Concernant la responsabilité du service public de la Justice, il vous paraitra certainement intéressant de jeter un oeil sur les sommations de juger visant à caractériser un déni de justice, envoyées par un blogueur à un juge pour enfants qui refuse de juger pour réévaluer la situation de placement de sa fille, décidée dans le cadre des mesures relevant de l’assistance éducative.

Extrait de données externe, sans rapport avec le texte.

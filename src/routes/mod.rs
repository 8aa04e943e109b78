pub mod file_routes;

use std::sync::Arc;

use axum::routing::{get, post};
use axum::Router;
use tower_http::cors::{Any, CorsLayer};
use tower_http::trace::TraceLayer;

use crate::state::AppState;

pub fn build_router(state: Arc<AppState>) -> Router {
    let cors = CorsLayer::new()
        .allow_origin(Any)
        .allow_methods(Any)
        .allow_headers(Any);

    Router::new()
        .route("/list", get(file_routes::list_directory))
        .route("/delete", post(file_routes::delete_path))
        .route("/preview", get(file_routes::preview_file))
        .route("/health", get(file_routes::health_check))
        .layer(TraceLayer::new_for_http())
        .layer(cors)
        .with_state(state)
}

Cela se passe ici : http://justice.cloppy.net/Je suis ce blog et ses évolutions depuis plusieurs mois, et il me semble que l’action qui est entreprise est une belle illustration de mise en place concrête et actuelle de la responsabilité du service public de la justice, par une procédure de prise à partie du Juge pour déni de justice.
Mais selon votre analyse, l’action de ce blogueur vous parait-elle pouvoir prospérer ?
Il s’agit d’une situation où un juge pour enfants refuse de statuer depuis plusieurs mois malgré les requêtes de ce père, et ce juge n’a répondu par courrier que suite à une première sommation de juger qui lui a été adressée, sans pour autant convoquer d’audience.Et d’après la lettre de réponse de ce magistrat, seuls des éléments nouveaux qui seraient portés à sa connaissance justifieraient qu’il statue et donc qu’il juge.
Or, j’ai lu (et relu) le texte qu’invoque ce blogueur pour fonder ses requêtes au juge ( il s’agit de l’article 375-6 du Code civil) et nulle part je n’ai vu l’indication de la nécessité de produire des éléments nouveaux pour que l’on saisisse le juge. Au contraire, la lecture du texte précise que le juge peut être saisi à tout moment, ce qui à mon sens laisserait même la possibilité au juge de revoir une situation d’assistance éducative en l’absence de tout nouvel élément ?
En poussant la réflexion, et en admettant qu’il eut fallu un élément nouveau pour saisir le juge (condition qui n’est pourtant pas prévue par un texte de droit à ma connaissance), ce magistrat peut-il légalement refuser de convoquer une audience pour apprécier contradictoirement les "éléments nouveaux" que ce père pourrait lui soumettre lors de l’audience ?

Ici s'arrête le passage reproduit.